Starting point is 00:26:47 overbuilt during the last six to, you know, during the shale boom. and then the industry contracts, you have horsepower that doesn't really have a use outside of the oil field. And so it's somewhat obsolete. They could tell you it's $12 million worth of inventory, but like what are you really going to get if you go and try to sell it? Yeah. I think the other thing that we're saying. But there are some things like the cement, but the cement mixers, all of that stuff would have uses outside of oiling gas. but there are some very big-ticket items here that those tractors are likely pretty
Starting point is 00:27:26 limited in use. So one thing that, you know, I'm curious about David, so they have only eight employees, but they have 27 trucks. So I'm very curious kind of about that. And we've already, I think, got to the point we're not necessarily trusting this listing to be 100% correct. But like, like this is also located, you know, and I'm ignorant about this, but this is located in the area just south of St. Antonio. And I'm totally blinking on what the name of it was.
Starting point is 00:28:00 The Eagle Fort Jail is kind of this area. This isn't, this isn't what I'm hearing is really the more kind of growth areas in terms of the actual fields, right? You're hearing more about the Bokkin up in North Dakota and still out West Texas, Midland and all that kind of area. How much? Yeah, the Permian, everyone's focused on the Permian. Eagleford's probably, I believe, the third largest producing field in the basin in the country. So there's still a tremendous amount of activity. And rig's running there.

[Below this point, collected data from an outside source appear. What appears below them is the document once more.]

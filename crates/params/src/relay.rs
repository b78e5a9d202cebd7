//! Parameters for the BTC relay client such as the retarget cadence, the median-time-past window
//! and the header submission gas schedule.

use serde::{Deserialize, Serialize};

use super::default::{
    MAX_SHORT_FORK_LEN, MTP_WINDOW, RETARGET_PERIOD, SUBMIT_BASE_GAS, SUBMIT_PER_HEADER_GAS,
};

/// The relay public parameters that are inherent from the protocol and do not need to be
/// interactively shared.
///
/// These must match the values compiled into the on-chain relay contract; a mismatch produces
/// commit hashes the contract will never recognize.
#[derive(Debug, Clone, Copy, PartialEq, Eq, Serialize, Deserialize)]
pub struct RelayParams {
    /// Number of blocks between difficulty retargets.
    pub retarget_period: u32,

    /// Number of previous block timestamps tracked per stored header.
    pub mtp_window: usize,

    /// Maximum number of headers accepted in a single short-fork submission.
    pub max_short_fork_len: usize,

    /// Base gas cost of a header submission transaction.
    pub submit_base_gas: u64,

    /// Marginal gas cost per submitted header.
    pub submit_per_header_gas: u64,
}

impl Default for RelayParams {
    fn default() -> Self {
        Self {
            retarget_period: RETARGET_PERIOD,
            mtp_window: MTP_WINDOW,
            max_short_fork_len: MAX_SHORT_FORK_LEN,
            submit_base_gas: SUBMIT_BASE_GAS,
            submit_per_header_gas: SUBMIT_PER_HEADER_GAS,
        }
    }
}

impl RelayParams {
    /// Gas cost of submitting `num_headers` headers in one transaction.
    pub const fn submission_gas(&self, num_headers: usize) -> u64 {
        self.submit_base_gas + self.submit_per_header_gas * num_headers as u64
    }
}

#[cfg(test)]
mod tests {
    use super::*;

    #[test]
    fn test_relay_params_serde() {
        let params = RelayParams::default();
        let serialized = toml::to_string(&params).unwrap();

        let deserialized: RelayParams = toml::from_str(&serialized).unwrap();

        assert_eq!(params, deserialized);
    }

    #[test]
    fn test_submission_gas_is_linear() {
        let params = RelayParams::default();
        assert_eq!(params.submission_gas(0), params.submit_base_gas);
        assert_eq!(
            params.submission_gas(7) - params.submission_gas(6),
            params.submit_per_header_gas
        );
    }
}
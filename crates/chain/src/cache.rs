//! Single-flight cache for block timestamps.
//!
//! The vault engine asks for the same block timestamp from many concurrent reconciliation tasks.
//! Rather than locking around the RPC call, the cache stores the in-flight future itself: the
//! first requester starts the fetch and every concurrent requester awaits the same shared future.

use std::{
    collections::HashMap,
    future::Future,
    sync::{Arc, Mutex},
};

use futures::{
    future::{BoxFuture, Shared},
    FutureExt,
};

use crate::errors::ChainIoError;

type SharedFetch = Shared<BoxFuture<'static, Result<u32, Arc<ChainIoError>>>>;

/// A read-mostly map from block tag to its timestamp, with request coalescing.
#[derive(Debug, Clone, Default)]
pub struct BlockTimestampCache {
    inflight: Arc<Mutex<HashMap<u64, SharedFetch>>>,
}

impl BlockTimestampCache {
    /// Creates an empty cache.
    pub fn new() -> Self {
        Self::default()
    }

    /// Returns the timestamp for `block_tag`, starting `fetch` only if no equivalent request is
    /// already in flight or completed.
    ///
    /// A failed fetch is evicted so the next requester retries instead of caching the error
    /// forever.
    pub async fn get_or_fetch<F, Fut>(
        &self,
        block_tag: u64,
        fetch: F,
    ) -> Result<u32, Arc<ChainIoError>>
    where
        F: FnOnce() -> Fut,
        Fut: Future<Output = Result<u32, ChainIoError>> + Send + 'static,
    {
        let shared = {
            let mut inflight = self.inflight.lock().expect("cache mutex never poisoned");
            inflight
                .entry(block_tag)
                .or_insert_with(|| fetch().map(|res| res.map_err(Arc::new)).boxed().shared())
                .clone()
        };

        let result = shared.await;
        if result.is_err() {
            let mut inflight = self.inflight.lock().expect("cache mutex never poisoned");
            inflight.remove(&block_tag);
        }
        result
    }
}
//! Value types shared by the relay and vault clients: Bitcoin block headers, the chain-work
//! augmented stored-header record mirrored by the on-chain relay, and their exact binary codecs.
//!
//! Everything in this crate is pure data and pure functions. The byte layouts here are
//! consensus-critical: the on-chain verifier independently recomputes every serialization and
//! hash, so a single endianness mistake desynchronizes the client from the contract.

pub mod errors;
pub mod header;
pub mod stored;
pub mod work;

pub use header::BtcHeader;
pub use stored::BtcStoredHeader;
//! Provides utilities to initialize logging.
use std::env;

use tracing::*;
use tracing_subscriber::{layer::SubscriberExt, util::SubscriberInitExt, EnvFilter, Layer};

/// Environment variable name for the service label, which is appended to the
/// whoami string.
pub const SVC_LABEL_ENVVAR: &str = "SPV_BRIDGE_SVC_LABEL";

/// Configuration for the logger.
#[derive(Debug, Clone)]
pub struct LoggerConfig {
    /// The whoami string, which is used to identify the service in logs.
    whoami: String,
}

impl LoggerConfig {
    /// Creates a new instance with whoami set.
    pub const fn new(whoami: String) -> Self {
        Self { whoami }
    }

    /// Creates a new instance with the whoami string set to the provided
    /// string, extended with the service label from the environment if set.
    pub fn with_base_name(s: &str) -> Self {
        Self::new(get_whoami_string(s))
    }
}

/// Initializes the logging subsystem with the provided config.
pub fn init(config: LoggerConfig) {
    let filt = EnvFilter::from_default_env();

    let stdout_layer = tracing_subscriber::fmt::layer()
        .compact()
        .with_filter(filt)
        .boxed();

    tracing_subscriber::registry().with(stdout_layer).init();

    info!(whoami = %config.whoami, "logging started");
}

/// Gets the service label from the environment, if set.
fn get_service_label() -> Option<String> {
    env::var(SVC_LABEL_ENVVAR).ok()
}

/// Gets the whoami string for the given base name, appending the service
/// label from the environment if one is set.
fn get_whoami_string(base: &str) -> String {
    match get_service_label() {
        Some(label) => format!("{base}%{label}"),
        None => base.to_owned(),
    }
}
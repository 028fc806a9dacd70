//! Common imports for building and checking queries

pub use crate::builder::{GroupBuilder, QueryBuilder};
pub use crate::condition::{
    Condition, Logic, Operator, TextSearch, TextSearchConfig, TextSearchOptions, TextSearchType,
};
pub use crate::descriptor::{Pagination, QueryDescriptor, SortOrder, SortSpec};
pub use crate::errors::BuilderError;
pub use crate::group::{Group, GroupItem};
pub use crate::join::{JoinSpec, JoinType};
pub use crate::optimizer::{ComplexityScore, QueryOptimizer};
pub use crate::patterns::{CommonQueryPatterns, SearchParams};
pub use crate::validation::{QueryValidator, ValidationResult};
#[cfg(test)]
mod tests {
    use super::*;
    use mockito::Matcher;
    use query_model::condition::{Condition, Logic, TextSearchConfig};
    use query_model::descriptor::SortSpec;
    use serde_json::json;

    fn source(url: &str) -> RestDataSource {
        RestDataSource::new(&RestConfig::new(url.to_string(), "anon-key".to_string())).unwrap()
    }

    #[test]
    fn test_filter_params() {
        let source = source("http://localhost:54321");
        let params = source
            .filter_params(&[
                FilterOp::Condition(Condition::eq("make", "BMW")),
                FilterOp::Clause {
                    logic: Logic::Or,
                    clause: "or(year.gte.2020,mileage.lt.10000)".to_string(),
                },
                FilterOp::TextSearch {
                    column: "search_vector".to_string(),
                    query: "touring estate".to_string(),
                    search_type: TextSearchType::Websearch,
                    config: TextSearchConfig::English,
                },
            ])
            .unwrap();

        assert_eq!(
            params,
            vec![
                ("make".to_string(), "eq.BMW".to_string()),
                ("or".to_string(), "(year.gte.2020,mileage.lt.10000)".to_string()),
                (
                    "search_vector".to_string(),
                    "wfts(english).touring estate".to_string()
                ),
            ]
        );
    }

    #[test]
    fn test_mismatched_clause_is_rejected() {
        let source = source("http://localhost:54321");
        let result = source.filter_params(&[FilterOp::Clause {
            logic: Logic::And,
            clause: "or(a.eq.1)".to_string(),
        }]);

        assert!(matches!(result, Err(DataSourceError::InvalidRequest(_))));
    }

    #[test]
    fn test_select_param_embeds_joins() {
        let source = source("http://localhost:54321");
        let joins = vec![
            JoinSpec::inner("dealers")
                .with_alias("dealer")
                .with_columns(["name", "city"]),
            JoinSpec::left("photos"),
        ];

        assert_eq!(
            source.select_param(&joins),
            "*,dealer:dealers!inner(name,city),photos(*)"
        );
    }

    #[test]
    fn test_parse_content_range() {
        assert_eq!(parse_content_range_total("0-11/57").unwrap(), 57);
        assert_eq!(parse_content_range_total("*/0").unwrap(), 0);
        assert!(parse_content_range_total("0-11/*").is_err());
        assert!(parse_content_range_total("garbage").is_err());
    }

    #[tokio::test]
    async fn test_fetch_sends_filters_order_and_range() {
        let mut server = mockito::Server::new_async().await;

        let mock = server
            .mock("GET", "/rest/v1/car_listings")
            .match_header("apikey", "anon-key")
            .match_header("authorization", "Bearer anon-key")
            .match_query(Matcher::AllOf(vec![
                Matcher::UrlEncoded("select".into(), "*".into()),
                Matcher::UrlEncoded("make".into(), "eq.BMW".into()),
                Matcher::UrlEncoded("order".into(), "price.desc".into()),
                Matcher::UrlEncoded("offset".into(), "12".into()),
                Matcher::UrlEncoded("limit".into(), "12".into()),
            ]))
            .with_status(200)
            .with_header("content-type", "application/json")
            .with_body(r#"[{"id":1,"make":"BMW"},{"id":2,"make":"BMW"}]"#)
            .expect(1)
            .create_async()
            .await;

        let mut request = FetchRequest::new("car_listings");
        request
            .filters
            .push(FilterOp::Condition(Condition::eq("make", "BMW")));
        request.order.push(SortSpec::desc("price"));
        request.range = Some((12, 23));

        let rows = source(&server.url()).fetch(&request).await.unwrap();

        assert_eq!(rows, vec![json!({"id":1,"make":"BMW"}), json!({"id":2,"make":"BMW"})]);
        mock.assert_async().await;
    }

    #[tokio::test]
    async fn test_count_reads_content_range() {
        let mut server = mockito::Server::new_async().await;

        let mock = server
            .mock("HEAD", "/rest/v1/car_listings")
            .match_header("prefer", "count=exact")
            .match_query(Matcher::UrlEncoded("make".into(), "eq.Audi".into()))
            .with_status(200)
            .with_header("content-range", "0-24/341")
            .expect(1)
            .create_async()
            .await;

        let request = CountRequest {
            table: "car_listings".to_string(),
            joins: Vec::new(),
            filters: vec![FilterOp::Condition(Condition::eq("make", "Audi"))],
        };

        assert_eq!(source(&server.url()).count(&request).await.unwrap(), 341);
        mock.assert_async().await;
    }

    #[tokio::test]
    async fn test_count_embeds_inner_joins() {
        let mut server = mockito::Server::new_async().await;

        let mock = server
            .mock("HEAD", "/rest/v1/car_listings")
            .match_header("prefer", "count=exact")
            .match_query(Matcher::AllOf(vec![
                Matcher::UrlEncoded("select".into(), "*,dealer:dealers!inner(city)".into()),
                Matcher::UrlEncoded("dealer.city".into(), "eq.Leeds".into()),
            ]))
            .with_status(200)
            .with_header("content-range", "*/17")
            .expect(1)
            .create_async()
            .await;

        let request = CountRequest {
            table: "car_listings".to_string(),
            joins: vec![JoinSpec::inner("dealers").with_alias("dealer").with_columns(["city"])],
            filters: vec![FilterOp::Condition(Condition::eq("dealer.city", "Leeds"))],
        };

        assert_eq!(source(&server.url()).count(&request).await.unwrap(), 17);
        mock.assert_async().await;
    }

    #[tokio::test]
    async fn test_dotted_values_are_sent_verbatim() {
        let mut server = mockito::Server::new_async().await;

        let mock = server
            .mock("GET", "/rest/v1/car_listings")
            .match_query(Matcher::AllOf(vec![
                Matcher::UrlEncoded("select".into(), "*".into()),
                Matcher::UrlEncoded("model".into(), "eq.3.0 TDI".into()),
            ]))
            .with_status(200)
            .with_header("content-type", "application/json")
            .with_body(r#"[{"id":7,"model":"3.0 TDI"}]"#)
            .expect(1)
            .create_async()
            .await;

        let mut request = FetchRequest::new("car_listings");
        request
            .filters
            .push(FilterOp::Condition(Condition::eq("model", "3.0 TDI")));

        let rows = source(&server.url()).fetch(&request).await.unwrap();

        assert_eq!(rows, vec![json!({"id":7,"model":"3.0 TDI"})]);
        mock.assert_async().await;
    }

    #[tokio::test]
    async fn test_error_status_is_reported() {
        let mut server = mockito::Server::new_async().await;

        let _mock = server
            .mock("GET", "/rest/v1/car_listings")
            .match_query(Matcher::Any)
            .with_status(400)
            .with_body(r#"{"message":"column car_listings.colour does not exist"}"#)
            .create_async()
            .await;

        let err = source(&server.url())
            .fetch(&FetchRequest::new("car_listings"))
            .await
            .unwrap_err();

        match err {
            DataSourceError::Status { status, body } => {
                assert_eq!(status, 400);
                assert!(body.contains("colour"));
            }
            other => panic!("unexpected error: {other}"),
        }
    }

    #[tokio::test]
    async fn test_health_check() {
        let mut server = mockito::Server::new_async().await;

        let _mock = server
            .mock("GET", "/rest/v1/")
            .with_status(200)
            .with_body("{}")
            .create_async()
            .await;

        assert!(source(&server.url()).health_check().await.is_ok());
    }
}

Starting point is 00:28:30 I think you highlight a very important point is that COVID transformed the oil and gas business forever. The crash was so severe, especially on the oil field services side, that a lot of the skilled employees that had the knowledge base and knew how to do this left for good. And they're not going to come back. And so when people are talking about, oh, why can't we raise production? Why can't we raise production? People are really ignoring that there's a huge labor issue. There's tens of thousands of oil field services jobs that are very high paying, right?
Starting point is 00:29:08 I mean, six figures plus, huge signing bonuses, who are crawling all over one another for skilled labor. And it's just not there. and it's not going to come back. Why is it not coming back? I mean, it was just that it took forever to kind of convince people to move to the middle of nowhere to do these jobs and like now it was the reset and you got to slowly fill the puddle again? Yeah, yeah.
Starting point is 00:29:27 I think in part, like, I mean, I can speak specifically to North Dakota. Like, do you want to be in Williston, North Dakota in January? Right. Right. It's a hard sell to begin with. And then you add in industry volatility over the last decade with, you know, recently it seems like everything is kind of busted a bit and that might be new to people that have been you know started investing since the the great financial crisis of 2008 but in the
Starting point is 00:29:56 oil field like there's been repeated bus and after a while as a worker you're just like I don't want to do this anymore I don't want to you know work work work get laid off have to sit around for a year not doing anything only to be rehired work work work get laid off it's not there's other opportunities that are you know potentially more consistent and because like the you've seen this rapid rise in price the jobs are not getting filled proportionate to kind of where we'd expect it to be in previous downturns so i i was going to say i interviewed a guy in north dakota yesterday and he's like i want out of here i don't want to work in the oil field my brother works in the oil field and my brother wants out of the oil field like Like, I just don't think the lifestyle is very good. You're living in a man camp out in Snyder, Texas. Like, there's one barbecue restaurant for 60 miles. Like, I totally understand where these people are coming from.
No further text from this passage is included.